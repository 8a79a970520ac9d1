//! Allotment-block normalization.
//!
//! The vendor payload is deeply nested and inconsistently populated: any
//! field may be absent, null, or wrong-typed, and numeric fields arrive as
//! either JSON numbers or numeric strings. The accessors here treat "wrong
//! type at this key" the same as "absent" at every nesting level, so a single
//! malformed entry skips that entry instead of failing the block.

use std::collections::BTreeMap;

use serde_json::Value;
use tracing::debug;

use crate::api::{DateBucket, NormalizedBlock, RoomDateEntry, UNKNOWN_ALLOTMENT_NAME};

/// Normalize one raw allotment block. Total: never fails.
///
/// When the block carries no usable interval data the identity fields are
/// still extracted and the block degrades to the minimal shape (empty
/// `dates_data`, zero revenue) so it is never dropped from the report.
pub fn normalize_block(raw: &Value) -> NormalizedBlock {
    let id = lenient_string(raw.get("allotmentBlockId"));
    let code = lenient_string(raw.get("allotmentBlockCode"));
    let name = lenient_string(raw.get("allotmentBlockName"))
        .unwrap_or_else(|| UNKNOWN_ALLOTMENT_NAME.to_string());
    let status = lenient_string(raw.get("allotmentBlockStatus"));

    match collect_dates(raw) {
        Some((dates_data, forecasted_revenue)) => NormalizedBlock {
            id,
            code,
            name,
            status,
            dates_data,
            forecasted_revenue,
        },
        None => {
            debug!(block_id = ?id, "no allotment intervals found for block");
            NormalizedBlock::minimal(id, code, name, status)
        }
    }
}

/// Walk the interval list and build the per-date detail.
///
/// `None` when `allotmentIntervals` is absent or not an array; the caller
/// substitutes the minimal fallback. Everything below that level degrades
/// per entry instead.
fn collect_dates(raw: &Value) -> Option<(Vec<DateBucket>, f64)> {
    let intervals = raw.get("allotmentIntervals")?.as_array()?;

    // Keyed accumulator instead of relying on source-map iteration order.
    let mut dates: BTreeMap<String, Vec<RoomDateEntry>> = BTreeMap::new();
    let mut revenue = 0.0;

    for interval in intervals {
        let Some(rooms) = interval.as_object() else {
            debug!("skipping non-object interval entry");
            continue;
        };

        for (room_type_id, room_data) in rooms {
            let Some(room) = room_data.as_object().filter(|m| !m.is_empty()) else {
                continue;
            };
            let Some(availability) = room.get("availability").and_then(Value::as_object) else {
                continue;
            };

            for (date, record) in availability {
                let Some(record) = record.as_object().filter(|m| !m.is_empty()) else {
                    continue;
                };
                if let Some(entry) = build_entry(room_type_id, record) {
                    revenue += entry.block_allotted as f64 * entry.rate;
                    dates.entry(date.clone()).or_default().push(entry);
                } else {
                    debug!(%room_type_id, %date, "skipping unusable room-date record");
                }
            }
        }
    }

    // BTreeMap iterates dates in ascending (ISO lexicographic) order already;
    // room entries within a date still need sorting.
    let dates_data = dates
        .into_iter()
        .map(|(date, mut room_types)| {
            room_types.sort_by(|a, b| a.room_type_id.cmp(&b.room_type_id));
            DateBucket { date, room_types }
        })
        .collect();

    Some((dates_data, revenue))
}

/// Build one room-date entry, or `None` when the record contributes nothing:
/// `blockAllotted` absent/falsy/non-positive, or a present numeric field that
/// does not parse.
fn build_entry(
    room_type_id: &str,
    record: &serde_json::Map<String, Value>,
) -> Option<RoomDateEntry> {
    let block_allotted = lenient_int(record.get("blockAllotted")?)?;
    if block_allotted <= 0 {
        return None;
    }

    let block_remaining = match record.get("blockRemaining") {
        None | Some(Value::Null) => 0,
        Some(v) => lenient_int(v)?,
    };

    // Explicit confirmed count wins; otherwise derive it from what is left.
    let block_confirmed = match record.get("blockConfirmed") {
        None | Some(Value::Null) => block_allotted - block_remaining,
        Some(v) => lenient_int(v)?,
    };

    let pickup_percentage = round1(block_confirmed as f64 / block_allotted as f64 * 100.0)
        .clamp(0.0, 100.0);

    let rate = match record.get("rate") {
        None | Some(Value::Null) => 0.0,
        Some(v) => lenient_float(v)?,
    };

    Some(RoomDateEntry {
        room_type_id: room_type_id.to_string(),
        block_allotted,
        block_confirmed,
        block_remaining,
        pickup_percentage,
        rate,
    })
}

fn round1(x: f64) -> f64 {
    (x * 10.0).round() / 10.0
}

/// String-ish extraction: strings pass through, numbers are rendered, any
/// other type counts as absent.
pub(crate) fn lenient_string(value: Option<&Value>) -> Option<String> {
    match value? {
        Value::String(s) => Some(s.clone()),
        Value::Number(n) => Some(n.to_string()),
        _ => None,
    }
}

/// Integer extraction tolerating numeric strings. Fractional JSON numbers
/// truncate toward zero; anything else counts as absent.
fn lenient_int(value: &Value) -> Option<i64> {
    match value {
        Value::Number(n) => n.as_i64().or_else(|| n.as_f64().map(|f| f as i64)),
        Value::String(s) => s.trim().parse::<i64>().ok(),
        _ => None,
    }
}

/// Float extraction tolerating numeric strings.
fn lenient_float(value: &Value) -> Option<f64> {
    match value {
        Value::Number(n) => n.as_f64(),
        Value::String(s) => s.trim().parse::<f64>().ok(),
        _ => None,
    }
}
//! Router configuration for the HTTP API.
//!
//! This module sets up all routes, middleware (CORS, compression, tracing),
//! and creates the axum router ready for serving.

use axum::{
    extract::DefaultBodyLimit,
    routing::{get, post},
    Router,
};
use tower_http::{
    compression::CompressionLayer,
    cors::{Any, CorsLayer},
    trace::TraceLayer,
};

use super::handlers;
use super::state::AppState;

/// Create the main application router with all routes and middleware.
pub fn create_router(state: AppState) -> Router {
    // Permissive CORS: the UI is served from localhost and the API carries no
    // cookies or session state.
    let cors = CorsLayer::new()
        .allow_origin(Any)
        .allow_methods(Any)
        .allow_headers(Any);

    let api = Router::new()
        .route("/group-allotment-report", get(handlers::group_allotment_report))
        .route("/reservations", get(handlers::reservations))
        .route("/test-connection", get(handlers::test_connection))
        .route("/settings", get(handlers::get_settings))
        .route("/settings", post(handlers::save_settings));

    Router::new()
        .route("/health", get(handlers::health_check))
        .nest("/api", api)
        // Settings bodies are tiny; anything bigger is a mistake.
        .layer(DefaultBodyLimit::max(64 * 1024))
        .layer(CompressionLayer::new())
        .layer(TraceLayer::new_for_http())
        .layer(cors)
        .with_state(state)
}
//! # Allotment Report Backend
//!
//! Backend for the group allotment report: fetches hotel allotment-block data
//! from the Cloudbeds REST API, reshapes the nested vendor payloads into a
//! grouped per-date/per-room-type report, and exposes the result through a
//! small REST API consumed by the local web UI.
//!
//! ## Architecture
//!
//! The crate is organized into several logical modules:
//!
//! - [`api`]: Report value objects serialized to the frontend
//! - [`cloudbeds`]: Authenticated client for the vendor API
//! - [`report`]: Normalization and aggregation pipeline
//! - [`config`]: Local credentials store
//! - [`http`]: Axum-based HTTP server and request handlers
//!
//! ## Error handling
//!
//! Two tiers, deliberately asymmetric. Transport and HTTP failures from the
//! vendor API are classified into a fixed taxonomy and returned as data
//! ([`cloudbeds::ApiClientError`]) so the UI can render an actionable message.
//! The transform pipeline never fails: malformed or missing vendor fields
//! degrade to documented defaults or skip the affected entry, so one bad
//! record cannot abort a report covering hundreds of valid ones.

pub mod api;

pub mod cloudbeds;

pub mod config;

pub mod report;

#[cfg(feature = "http-server")]
pub mod http;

---

WORK TASK:
Return the whole listing exactly, with every line included.

ANSWER SECTION:
repository 8a79a970520ac9d1
//! Allotment-block normalization.
//!
//! The vendor payload is deeply nested and inconsistently populated: any
//! field may be absent, null, or wrong-typed, and numeric fields arrive as
//! either JSON numbers or numeric strings. The accessors here treat "wrong
//! type at this key" the same as "absent" at every nesting level, so a single
//! malformed entry skips that entry instead of failing the block.

use std::collections::BTreeMap;

use serde_json::Value;
use tracing::debug;

use crate::api::{DateBucket, NormalizedBlock, RoomDateEntry, UNKNOWN_ALLOTMENT_NAME};

/// Normalize one raw allotment block. Total: never fails.
///
/// When the block carries no usable interval data the identity fields are
/// still extracted and the block degrades to the minimal shape (empty
/// `dates_data`, zero revenue) so it is never dropped from the report.
pub fn normalize_block(raw: &Value) -> NormalizedBlock {
    let id = lenient_string(raw.get("allotmentBlockId"));
    let code = lenient_string(raw.get("allotmentBlockCode"));
    let name = lenient_string(raw.get("allotmentBlockName"))
        .unwrap_or_else(|| UNKNOWN_ALLOTMENT_NAME.to_string());
    let status = lenient_string(raw.get("allotmentBlockStatus"));

    match collect_dates(raw) {
        Some((dates_data, forecasted_revenue)) => NormalizedBlock {
            id,
            code,
            name,
            status,
            dates_data,
            forecasted_revenue,
        },
        None => {
            debug!(block_id = ?id, "no allotment intervals found for block");
            NormalizedBlock::minimal(id, code, name, status)
        }
    }
}

/// Walk the interval list and build the per-date detail.
///
/// `None` when `allotmentIntervals` is absent or not an array; the caller
/// substitutes the minimal fallback. Everything below that level degrades
/// per entry instead.
fn collect_dates(raw: &Value) -> Option<(Vec<DateBucket>, f64)> {
    let intervals = raw.get("allotmentIntervals")?.as_array()?;

    // Keyed accumulator instead of relying on source-map iteration order.
    let mut dates: BTreeMap<String, Vec<RoomDateEntry>> = BTreeMap::new();
    let mut revenue = 0.0;

    for interval in intervals {
        let Some(rooms) = interval.as_object() else {
            debug!("skipping non-object interval entry");
            continue;
        };

        for (room_type_id, room_data) in rooms {
            let Some(room) = room_data.as_object().filter(|m| !m.is_empty()) else {
                continue;
            };
            let Some(availability) = room.get("availability").and_then(Value::as_object) else {
                continue;
            };

            for (date, record) in availability {
                let Some(record) = record.as_object().filter(|m| !m.is_empty()) else {
                    continue;
                };
                if let Some(entry) = build_entry(room_type_id, record) {
                    revenue += entry.block_allotted as f64 * entry.rate;
                    dates.entry(date.clone()).or_default().push(entry);
                } else {
                    debug!(%room_type_id, %date, "skipping unusable room-date record");
                }
            }
        }
    }

    // BTreeMap iterates dates in ascending (ISO lexicographic) order already;
    // room entries within a date still need sorting.
    let dates_data = dates
        .into_iter()
        .map(|(date, mut room_types)| {
            room_types.sort_by(|a, b| a.room_type_id.cmp(&b.room_type_id));
            DateBucket { date, room_types }
        })
        .collect();

    Some((dates_data, revenue))
}

/// Build one room-date entry, or `None` when the record contributes nothing:
/// `blockAllotted` absent/falsy/non-positive, or a present numeric field that
/// does not parse.
fn build_entry(
    room_type_id: &str,
    record: &serde_json::Map<String, Value>,
) -> Option<RoomDateEntry> {
    let block_allotted = lenient_int(record.get("blockAllotted")?)?;
    if block_allotted <= 0 {
        return None;
    }

    let block_remaining = match record.get("blockRemaining") {
        None | Some(Value::Null) => 0,
        Some(v) => lenient_int(v)?,
    };

    // Explicit confirmed count wins; otherwise derive it from what is left.
    let block_confirmed = match record.get("blockConfirmed") {
        None | Some(Value::Null) => block_allotted - block_remaining,
        Some(v) => lenient_int(v)?,
    };

    let pickup_percentage = round1(block_confirmed as f64 / block_allotted as f64 * 100.0)
        .clamp(0.0, 100.0);

    let rate = match record.get("rate") {
        None | Some(Value::Null) => 0.0,
        Some(v) => lenient_float(v)?,
    };

    Some(RoomDateEntry {
        room_type_id: room_type_id.to_string(),
        block_allotted,
        block_confirmed,
        block_remaining,
        pickup_percentage,
        rate,
    })
}

fn round1(x: f64) -> f64 {
    (x * 10.0).round() / 10.0
}

/// String-ish extraction: strings pass through, numbers are rendered, any
/// other type counts as absent.
pub(crate) fn lenient_string(value: Option<&Value>) -> Option<String> {
    match value? {
        Value::String(s) => Some(s.clone()),
        Value::Number(n) => Some(n.to_string()),
        _ => None,
    }
}

/// Integer extraction tolerating numeric strings. Fractional JSON numbers
/// truncate toward zero; anything else counts as absent.
fn lenient_int(value: &Value) -> Option<i64> {
    match value {
        Value::Number(n) => n.as_i64().or_else(|| n.as_f64().map(|f| f as i64)),
        Value::String(s) => s.trim().parse::<i64>().ok(),
        _ => None,
    }
}

/// Float extraction tolerating numeric strings.
fn lenient_float(value: &Value) -> Option<f64> {
    match value {
        Value::Number(n) => n.as_f64(),
        Value::String(s) => s.trim().parse::<f64>().ok(),
        _ => None,
    }
}
//! Router configuration for the HTTP API.
//!
//! This module sets up all routes, middleware (CORS, compression, tracing),
//! and creates the axum router ready for serving.

use axum::{
    extract::DefaultBodyLimit,
    routing::{get, post},
    Router,
};
use tower_http::{
    compression::CompressionLayer,
    cors::{Any, CorsLayer},
    trace::TraceLayer,
};

use super::handlers;
use super::state::AppState;

/// Create the main application router with all routes and middleware.
pub fn create_router(state: AppState) -> Router {
    // Permissive CORS: the UI is served from localhost and the API carries no
    // cookies or session state.
    let cors = CorsLayer::new()
        .allow_origin(Any)
        .allow_methods(Any)
        .allow_headers(Any);

    let api = Router::new()
        .route("/group-allotment-report", get(handlers::group_allotment_report))
        .route("/reservations", get(handlers::reservations))
        .route("/test-connection", get(handlers::test_connection))
        .route("/settings", get(handlers::get_settings))
        .route("/settings", post(handlers::save_settings));

    Router::new()
        .route("/health", get(handlers::health_check))
        .nest("/api", api)
        // Settings bodies are tiny; anything bigger is a mistake.
        .layer(DefaultBodyLimit::max(64 * 1024))
        .layer(CompressionLayer::new())
        .layer(TraceLayer::new_for_http())
        .layer(cors)
        .with_state(state)
}
//! # Allotment Report Backend
//!
//! Backend for the group allotment report: fetches hotel allotment-block data
//! from the Cloudbeds REST API, reshapes the nested vendor payloads into a
//! grouped per-date/per-room-type report, and exposes the result through a
//! small REST API consumed by the local web UI.
//!
//! ## Architecture
//!
//! The crate is organized into several logical modules:
//!
//! - [`api`]: Report value objects serialized to the frontend
//! - [`cloudbeds`]: Authenticated client for the vendor API
//! - [`report`]: Normalization and aggregation pipeline
//! - [`config`]: Local credentials store
//! - [`http`]: Axum-based HTTP server and request handlers
//!
//! ## Error handling
//!
//! Two tiers, deliberately asymmetric. Transport and HTTP failures from the
//! vendor API are classified into a fixed taxonomy and returned as data
//! ([`cloudbeds::ApiClientError`]) so the UI can render an actionable message.
//! The transform pipeline never fails: malformed or missing vendor fields
//! degrade to documented defaults or skip the affected entry, so one bad
//! record cannot abort a report covering hundreds of valid ones.

pub mod api;

pub mod cloudbeds;

pub mod config;

pub mod report;

#[cfg(feature = "http-server")]
pub mod http;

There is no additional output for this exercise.